Wall Street stocks finished mostly higher Wednesday, shrugging off a batch of mostly weak economic data and comments from President Donald Trump that risked derailing a giant economic relief package.

Consumer confidence fell as incomes and spending declined, and new home sales slumped, according to government and private data.

Meanwhile, the outgoing president sharply criticized the $900 billion economic relief package and called for stimulus payments to be lifted to $2,000 from $600, raising the possibility he could veto the long-debated measure.

The Dow Jones Industrial Average gained 0.4 percent to 30,129.83.

The broad-based S&P 500 advanced 0.1 percent to 3,690.01, while the tech-rich Nasdaq Composite Index dropped 0.3 percent to 12,771.11.

Investors looked past the risk the stimulus bill could die and instead focused on the possibility of a richer package.

"If there's any change, it's to make the bill more stimulative," said Art Hogan, chief market strategist at National Securities, adding that after four years of watching Trump, markets are accustomed to "watching what he does not what he says."

"Nobody on either side of the aisle wants to go back without delivering something," Hogan said.

Analysts also cited a boost from the announcement that the US reached agreement to purchase an additional 100 million doses of the Pfizer/BioNTech vaccine against Covid-19.
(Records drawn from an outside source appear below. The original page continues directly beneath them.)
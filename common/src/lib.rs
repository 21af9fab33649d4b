// Common library shared by the autocommit binary and its tests

pub mod bootstrap;
pub mod config;
pub mod db;
pub mod errors;
pub mod git;
pub mod llm;
pub mod models;
pub mod pipeline;
pub mod schedule;
pub mod scheduler;
pub mod telemetry;
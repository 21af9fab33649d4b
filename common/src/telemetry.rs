// Telemetry module for structured logging and metrics

use anyhow::Result;
use metrics::{counter, describe_counter, describe_gauge, gauge};
use metrics_exporter_prometheus::PrometheusBuilder;
use std::net::SocketAddr;
use tracing_subscriber::{fmt, layer::SubscriberExt, util::SubscriberInitExt, EnvFilter, Layer};

/// Initialize structured logging
///
/// `RUST_LOG` takes precedence over the configured level. JSON output is
/// used when `json` is set, compact human-readable output otherwise. Logs go
/// to stderr.
pub fn init_logging(log_level: &str, json: bool) -> Result<()> {
    let env_filter = EnvFilter::try_from_default_env()
        .or_else(|_| EnvFilter::try_new(log_level))
        .map_err(|e| anyhow::anyhow!("Failed to create env filter: {}", e))?;

    let layer = if json {
        fmt::layer()
            .with_writer(std::io::stderr)
            .json()
            .with_current_span(true)
            .with_target(true)
            .with_thread_ids(true)
            .with_filter(env_filter)
            .boxed()
    } else {
        fmt::layer()
            .with_writer(std::io::stderr)
            .compact()
            .with_target(false)
            .with_filter(env_filter)
            .boxed()
    };

    tracing_subscriber::registry()
        .with(layer)
        .try_init()
        .map_err(|e| anyhow::anyhow!("Failed to initialize tracing subscriber: {}", e))?;

    tracing::debug!(log_level = log_level, json = json, "Logging initialized");
    Ok(())
}

/// Initialize Prometheus metrics exporter
///
/// Registers:
/// - autocommit_runs_total: executions by outcome
/// - autocommit_reconciliations_total: reconciliations by result
/// - autocommit_dispatch_skipped_total: due ticks skipped because a run was in flight
/// - autocommit_scheduled_tasks: tasks currently in the live schedule
pub fn init_metrics(metrics_port: u16) -> Result<()> {
    let addr: SocketAddr = format!("0.0.0.0:{}", metrics_port)
        .parse()
        .map_err(|e| anyhow::anyhow!("Invalid metrics port: {}", e))?;

    PrometheusBuilder::new()
        .with_http_listener(addr)
        .install()
        .map_err(|e| anyhow::anyhow!("Failed to install Prometheus exporter: {}", e))?;

    describe_counter!("autocommit_runs_total", "Task executions by outcome");
    describe_counter!(
        "autocommit_reconciliations_total",
        "Schedule reconciliations by result"
    );
    describe_counter!(
        "autocommit_dispatch_skipped_total",
        "Due dispatches skipped because the previous run was still in flight"
    );
    describe_gauge!(
        "autocommit_scheduled_tasks",
        "Number of tasks in the live schedule"
    );

    tracing::info!(
        metrics_port = metrics_port,
        metrics_endpoint = format!("http://0.0.0.0:{}/metrics", metrics_port),
        "Prometheus metrics exporter initialized"
    );

    Ok(())
}

#[inline]
pub fn record_run_outcome(outcome: &'static str) {
    counter!("autocommit_runs_total", "outcome" => outcome).increment(1);
}

#[inline]
pub fn record_reconciliation(success: bool) {
    let result = if success { "ok" } else { "error" };
    counter!("autocommit_reconciliations_total", "result" => result).increment(1);
}

#[inline]
pub fn record_dispatch_skipped() {
    counter!("autocommit_dispatch_skipped_total").increment(1);
}

#[inline]
pub fn update_scheduled_tasks(count: usize) {
    gauge!("autocommit_scheduled_tasks").set(count as f64);
}

/// Mask an API key for display, keeping the first and last four characters
pub fn mask_secret(secret: &str) -> String {
    let chars: Vec<char> = secret.chars().collect();
    match chars.len() {
        0 => "<not set>".to_string(),
        n if n <= 8 => "*".repeat(n),
        n => {
            let head: String = chars[..4].iter().collect();
            let tail: String = chars[n - 4..].iter().collect();
            format!("{}{}{}", head, "*".repeat(n - 8), tail)
        }
    }
}
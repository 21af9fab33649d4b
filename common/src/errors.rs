// Error handling framework

use thiserror::Error;

/// Interval parsing and validation errors
#[derive(Error, Debug, Clone, PartialEq, Eq)]
pub enum ScheduleError {
    #[error("Invalid interval '{interval}': {reason}")]
    InvalidInterval { interval: String, reason: String },

    #[error("Interval '{interval}' is shorter than the minimum of {minimum}")]
    IntervalTooShort { interval: String, minimum: String },
}

/// Task registry errors
#[derive(Error, Debug)]
pub enum RegistryError {
    #[error("Task not found: {0}")]
    NotFound(String),

    #[error("Task store error: {0}")]
    Store(String),
}

/// Repository capability errors
#[derive(Error, Debug)]
pub enum RepositoryError {
    #[error("Not a git repository: {0}")]
    NotARepository(String),

    #[error("Invalid exclude pattern '{pattern}': {reason}")]
    InvalidPattern { pattern: String, reason: String },

    #[error("No staged changes to commit")]
    NothingToCommit,

    #[error("git {command} failed: {stderr}")]
    CommandFailed { command: String, stderr: String },

    #[error("I/O error: {0}")]
    Io(#[from] std::io::Error),
}

/// Commit message generation errors
#[derive(Error, Debug)]
pub enum GenerationError {
    #[error("LLM API credentials not configured")]
    MissingCredentials,

    #[error("Request to message endpoint failed: {0}")]
    Request(String),

    #[error("Message endpoint returned status {0}")]
    Status(u16),

    #[error("Message endpoint error: {0}")]
    Api(String),

    #[error("Failed to decode message endpoint response: {0}")]
    MalformedResponse(String),

    #[error("Message endpoint returned no message")]
    EmptyResponse,
}

impl From<reqwest::Error> for GenerationError {
    fn from(err: reqwest::Error) -> Self {
        if err.is_decode() {
            GenerationError::MalformedResponse(err.to_string())
        } else {
            GenerationError::Request(err.to_string())
        }
    }
}

/// Commit message resolution errors
#[derive(Error, Debug)]
pub enum MessageError {
    #[error("No LLM credentials and no static message configured")]
    NoSource,

    #[error("Message generation failed and no static message configured: {0}")]
    GenerationFailed(#[source] GenerationError),
}

/// Scheduler lifecycle errors
#[derive(Error, Debug)]
pub enum SchedulerError {
    #[error("Scheduler has been stopped")]
    Stopped,

    #[error("Scheduler is already running")]
    AlreadyRunning,

    #[error("Failed to load tasks: {0}")]
    Registry(#[from] RegistryError),
}

/// Settings loading and validation errors
#[derive(Error, Debug)]
pub enum SettingsError {
    #[error("Configuration error: {0}")]
    Load(#[from] config::ConfigError),

    #[error("Invalid configuration: {0}")]
    Invalid(String),

    #[error("Unable to determine configuration directory")]
    NoConfigDir,

    #[error("Failed to serialize configuration: {0}")]
    Serialize(#[from] toml::ser::Error),

    #[error("Failed to write configuration: {0}")]
    Io(#[from] std::io::Error),
}

// Implement From for common external errors
impl From<sqlx::Error> for RegistryError {
    fn from(err: sqlx::Error) -> Self {
        match err {
            sqlx::Error::RowNotFound => RegistryError::NotFound("Record not found".to_string()),
            _ => RegistryError::Store(err.to_string()),
        }
    }
}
Large banks were an especially buoyant sector, with JPMorgan Chase, Citigroup and Bank of America all winning more than two percent.

Among individual companies, Merck gained 0.4 percent after announcing that it had a supply agreement with the US government for initial doses to treat patients with serious Covid-19 symptoms with a new therapeutic.

But electric truck startup Nikola suffered another blow, losing 10.7 percent after it announced that a joint venture with Republic Services on refuse truck development fell apart. Republic Services fell 0.8 percent.